Gore Vidal's The Best Man ****

(Please click on the title to see the full review.)
Ah,  for the good old days before focus groups, 24-hour cable bloviators, nonstop polls and super-PACS. You can escape there for a few hours at the Schoenfeld Theatre, where this star-packed revival of Vidal's 1960 drama is playing. The theater is decorated with patriotic bunting, state delegation signs and black-and-white tv monitors and the sound design by John Gromada recreates the background noise of a lively convention.
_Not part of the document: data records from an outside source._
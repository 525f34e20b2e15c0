//! # logo 规范化模块（image_handler）
//!
//! ## 设计思路
//!
//! 该模块将“来源识别 → 加载校验 → 解码 → 铺满裁剪 → PNG Data URL”
//! 按职责拆分为多个子模块，避免单文件膨胀与耦合。
//!
//! - `handler`：编排整条处理流水线
//! - `loader`：负责 Base64/文件/字节加载与签名校验
//! - `pipeline`：负责解码、像素限制、铺满裁剪与编码
//! - `config/error/source`：配置、错误、中间数据模型
//!
//! ## 调用链
//!
//! ```text
//! PageSession::generate
//!    ↓
//! handler.rs（配置快照 + 阶段耗时日志）
//!    ├─ loader.rs（来源加载 + 体积/签名校验）
//!    └─ pipeline.rs（解码 + 像素限制 + 铺满裁剪 + PNG 编码）
//!    ↓
//! Option<SquareImage>（None = 没有请求 logo）
//! ```
//!
//! 该组件是叶子节点，不依赖二维码渲染相关的任何类型。

mod config;
mod error;
mod handler;
mod loader;
mod pipeline;
mod source;

pub use config::{DEFAULT_TARGET_SIZE, ImageConfig, ImagePerformanceProfile};
pub use error::ImageError;
pub use handler::ImageHandler;
pub use pipeline::{FillCrop, compute_fill_crop, decode_data_uri_image};
pub use source::{ImageSource, SquareImage};
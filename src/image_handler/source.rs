//! # 数据源与中间模型
//!
//! ## 设计思路
//!
//! 将“外部输入类型”和“流水线中间结果”解耦：
//! - `ImageSource` 表示用户选择的 logo 来源
//! - `RawImageData` 表示已加载但未解码的字节
//! - `SquareImage` 表示规范化完成、可直接嵌入二维码的正方形图片

use serde::{Deserialize, Serialize};

/// logo 输入来源。
#[derive(Debug, Clone)]
pub enum ImageSource {
    /// Base64（支持 Data URL 与纯 Base64 字符串）。
    Base64(String),
    /// 本地文件路径来源。
    FilePath(String),
    /// 已读入内存的原始字节。
    Bytes(Vec<u8>),
}

/// 加载阶段输出：原始字节与来源标识。
pub(crate) struct RawImageData {
    /// 原始图片字节。
    pub(crate) bytes: Vec<u8>,
    /// 来源提示（用于日志与诊断）。
    pub(crate) source_hint: &'static str,
}

/// 规范化结果：`size × size` 的 PNG，编码为 Data URL。
///
/// 所有权交给调用方，通常随后被放进 `QrStyleConfig` 的 logo 字段。
#[derive(Debug, Clone, PartialEq, Eq, Serialize, Deserialize)]
pub struct SquareImage {
    /// 边长（像素）。
    pub size: u32,
    /// `data:image/png;base64,...`
    pub data_uri: String,
}

impl SquareImage {
    pub fn as_data_uri(&self) -> &str {
        &self.data_uri
    }
}
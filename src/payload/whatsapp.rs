use serde::{Deserialize, Serialize};

use super::encoding::encode_uri_component;
use super::phone::compose_phone;
use super::validation::{is_country_code, is_local_number};
use super::vcard::DEFAULT_COUNTRY_CODE;
use super::{PayloadBuilder, PayloadKind, ValidationError};

/// WhatsApp 页面：`https://wa.me/<cc><local>?text=<enc>`。
#[derive(Debug, Clone, PartialEq, Eq, Serialize, Deserialize)]
#[serde(default)]
pub struct WhatsappForm {
    pub country_code: String,
    pub number: String,
    pub message: String,
}

impl Default for WhatsappForm {
    fn default() -> Self {
        Self {
            country_code: DEFAULT_COUNTRY_CODE.to_string(),
            number: String::new(),
            message: String::new(),
        }
    }
}

impl PayloadBuilder for WhatsappForm {
    fn kind(&self) -> PayloadKind {
        PayloadKind::Whatsapp
    }

    fn validate(&self) -> Result<(), ValidationError> {
        if !is_country_code(self.country_code.trim()) {
            return Err(ValidationError::new("country_code", "请输入有效的国家码，例如 +91"));
        }
        if !is_local_number(self.number.trim()) {
            return Err(ValidationError::new("number", "请输入有效的本地号码（6–15 位数字）"));
        }
        Ok(())
    }

    fn build(&self) -> String {
        let (code, local) = compose_phone(&self.country_code, &self.number);
        let message = self.message.trim();

        let query = if message.is_empty() {
            String::new()
        } else {
            format!("?text={}", encode_uri_component(message))
        };

        format!("https://wa.me/{}{}{}", code, local, query)
    }
}
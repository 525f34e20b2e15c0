//! # 页面内容构建模块（payload）
//!
//! ## 设计思路
//!
//! 五个页面的差异只在“表单校验 + 内容字符串”两步，抽象为 `PayloadBuilder` trait，
//! 由同一个 `PageSession` 驱动，避免五份几乎相同的页面控制逻辑。
//!
//! - `validation`：预编译正则与通用校验
//! - `encoding`：与浏览器 `encodeURIComponent` 一致的百分号编码
//! - `phone`：国家码 + 本地号码拼接与去重
//! - `email / text / url / vcard / whatsapp`：各页面表单
//!
//! 所有构建器都是无状态的值对象，校验失败时不会触发任何渲染工作。

mod email;
mod encoding;
mod phone;
mod text;
mod url;
mod validation;
mod vcard;
mod whatsapp;

use std::fmt;
use std::str::FromStr;

use serde::Serialize;

pub use email::EmailForm;
pub use encoding::encode_uri_component;
pub use phone::compose_phone;
pub use text::TextForm;
pub use url::UrlForm;
pub use vcard::VcardForm;
pub use whatsapp::WhatsappForm;

/// 页面类型。
#[derive(Debug, Clone, Copy, PartialEq, Eq, Hash, Serialize)]
#[serde(rename_all = "snake_case")]
pub enum PayloadKind {
    Email,
    Text,
    Url,
    Vcard,
    Whatsapp,
    /// 首页的即时 URL 生成。
    InstantUrl,
}

impl PayloadKind {
    pub fn as_str(self) -> &'static str {
        match self {
            Self::Email => "email",
            Self::Text => "text",
            Self::Url => "url",
            Self::Vcard => "vcard",
            Self::Whatsapp => "whatsapp",
            Self::InstantUrl => "instant_url",
        }
    }
}

impl fmt::Display for PayloadKind {
    fn fmt(&self, f: &mut fmt::Formatter<'_>) -> fmt::Result {
        f.write_str(self.as_str())
    }
}

impl FromStr for PayloadKind {
    type Err = String;

    fn from_str(s: &str) -> Result<Self, Self::Err> {
        match s.trim().to_lowercase().replace('-', "_").as_str() {
            "email" => Ok(Self::Email),
            "text" => Ok(Self::Text),
            "url" => Ok(Self::Url),
            "vcard" => Ok(Self::Vcard),
            "whatsapp" => Ok(Self::Whatsapp),
            "instant_url" | "instant" => Ok(Self::InstantUrl),
            other => Err(format!("未知页面类型：{}", other)),
        }
    }
}

/// 表单校验失败，指向出错的字段。
#[derive(Debug, Clone, PartialEq, Eq, Serialize, thiserror::Error)]
#[error("{field}: {message}")]
pub struct ValidationError {
    pub field: &'static str,
    pub message: String,
}

impl ValidationError {
    pub fn new(field: &'static str, message: impl Into<String>) -> Self {
        Self {
            field,
            message: message.into(),
        }
    }
}

/// 页面内容构建器。
pub trait PayloadBuilder: Send + Sync {
    fn kind(&self) -> PayloadKind;

    /// 校验表单，返回第一个出错的字段。
    fn validate(&self) -> Result<(), ValidationError>;

    /// 构建内容字符串，调用前必须已通过校验。
    fn build(&self) -> String;

    /// 校验并构建。
    fn content(&self) -> Result<String, ValidationError> {
        self.validate()?;
        Ok(self.build())
    }
}
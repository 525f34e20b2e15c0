//! # 配置模块
//!
//! ## 设计思路
//!
//! 将 logo 处理的“可调策略”集中到 `ImageConfig`，保证运行时行为可观测、可调整、可测试。
//! 性能档位（quality / balanced / speed）作为高层语义，映射到重采样滤镜。
//!
//! ## 实现思路
//!
//! - `Default` 提供生产可用的平衡配置。
//! - `ImagePerformanceProfile` 负责档位字符串解析与反向输出。
//! - `apply_performance_profile` 将档位转换为具体滤镜。
//! - `infer_performance_profile` 用于从当前配置反推档位。

use image::imageops::FilterType;

use super::ImageError;

/// 未指定目标尺寸时使用的默认 logo 边长。
pub const DEFAULT_TARGET_SIZE: u32 = 140;

/// 图片处理配置。
#[derive(Debug, Clone)]
pub struct ImageConfig {
    /// 读取原始字节时允许的最大文件体积（字节）。
    pub max_file_size: u64,
    /// 解码后的像素上限（`width * height`）。
    pub max_decoded_pixels: u64,
    /// 解码阶段允许的预计内存上限（按 RGBA 估算，字节）。
    pub max_decoded_bytes: u64,
    /// 正方形输出允许的最大边长。
    pub max_target_size: u32,
    /// 重采样滤镜策略。
    pub resize_filter: FilterType,
}

impl Default for ImageConfig {
    fn default() -> Self {
        Self {
            max_file_size: 20 * 1024 * 1024,
            max_decoded_pixels: 40_000_000,
            max_decoded_bytes: 160 * 1024 * 1024,
            max_target_size: 4096,
            resize_filter: FilterType::CatmullRom,
        }
    }
}

/// 图片性能档位（面向产品/用户语义）。
///
/// - `Quality`：尽量保真
/// - `Balanced`：质量与性能平衡
/// - `Speed`：优先处理速度
#[derive(Debug, Clone, Copy, PartialEq, Eq)]
pub enum ImagePerformanceProfile {
    Quality,
    Balanced,
    Speed,
}

impl ImagePerformanceProfile {
    /// 从外部字符串解析档位。
    ///
    /// # 示例
    /// ```rust
    /// use qr_platform::image_handler::ImagePerformanceProfile;
    ///
    /// let p = ImagePerformanceProfile::parse("balanced")?;
    /// assert_eq!(p.as_str(), "balanced");
    /// # Ok::<(), qr_platform::image_handler::ImageError>(())
    /// ```
    pub fn parse(profile: &str) -> Result<Self, ImageError> {
        match profile.trim().to_lowercase().as_str() {
            "quality" => Ok(Self::Quality),
            "balanced" => Ok(Self::Balanced),
            "speed" => Ok(Self::Speed),
            other => Err(ImageError::InvalidFormat(format!(
                "未知性能档位：{}（可选：quality / balanced / speed）",
                other
            ))),
        }
    }

    /// 将档位输出为稳定字符串，供设置文件持久化。
    pub fn as_str(self) -> &'static str {
        match self {
            Self::Quality => "quality",
            Self::Balanced => "balanced",
            Self::Speed => "speed",
        }
    }
}

impl ImageConfig {
    /// 基于当前滤镜反推性能档位。
    pub(crate) fn infer_performance_profile(&self) -> ImagePerformanceProfile {
        match self.resize_filter {
            FilterType::Lanczos3 => ImagePerformanceProfile::Quality,
            FilterType::Nearest | FilterType::Triangle => ImagePerformanceProfile::Speed,
            _ => ImagePerformanceProfile::Balanced,
        }
    }

    /// 应用指定性能档位到实际参数。
    pub(crate) fn apply_performance_profile(&mut self, profile: ImagePerformanceProfile) {
        self.resize_filter = match profile {
            ImagePerformanceProfile::Quality => FilterType::Lanczos3,
            ImagePerformanceProfile::Balanced => FilterType::CatmullRom,
            ImagePerformanceProfile::Speed => FilterType::Triangle,
        };
    }
}

#[cfg(test)]
mod tests {
    use super::*;

    #[test]
    fn profile_roundtrips_through_config() {
        let mut config = ImageConfig::default();
        for profile in [
            ImagePerformanceProfile::Quality,
            ImagePerformanceProfile::Balanced,
            ImagePerformanceProfile::Speed,
        ] {
            config.apply_performance_profile(profile);
            assert_eq!(config.infer_performance_profile(), profile);
        }
    }

    #[test]
    fn unknown_profile_is_rejected() {
        assert!(matches!(
            ImagePerformanceProfile::parse("turbo"),
            Err(ImageError::InvalidFormat(_))
        ));
        assert_eq!(
            ImagePerformanceProfile::parse(" Speed ").map(|p| p.as_str()).ok(),
            Some("speed")
        );
    }
}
William Russell (John Larroquette), a principled, patrician, intellectual, womanizing, liberal candidate is competing with Joseph Cantwell (Eric McCormack), a younger, telegenic, unscrupulous, ambitious, straight-laced, populist conservative, for the endorsement of former president Arthur Hockstader (James Earl Jones). Cantwell is prepared to sabotage Russell's campaign by releasing a report on a nervous breakdown in his past. Dick Jensen (Michael McKean), Russell's campaign manager, turns up a witness, Sheldon Marcus (Jefferson Mays), to a potentially damaging episode in Cantwell's past. Russell must decide whether to violate his own principles by using this information to neutralize Cantwell's attack. Russell's estranged wife Alice (Candace Bergen), Cantwell's relentlessly ambitious southern belle wife Mabel (Kerry Butler) and Sue-Ellen Gamadge (Angela Lansbury), chair of the party's women's division, fulfill the traditional roles expected of the distaff side. The action progresses through three well-formed acts to a satisfying conclusion. The play is far less dated than I expected it to be. In a sense, only the forms have changed; politics is basically the same. It's a treat to see actors the caliber of Jones and Lansbury chew up the scenery. Larroquette is more effective than McCormack, although the latter improves as the play progresses. Bergen is to be commended for taking on an unglamorous role and playing it well. Butler and Mays are a bit over the top, in Mays' case delightfully so. Even the minor roles are well-cast. Derek McLane's sets, Ann Roth's costumes and Michael Wilson's direction are all admirable. All in all, it was an enjoyable evening. Running time: two hours, 40 minutes including two intermissions.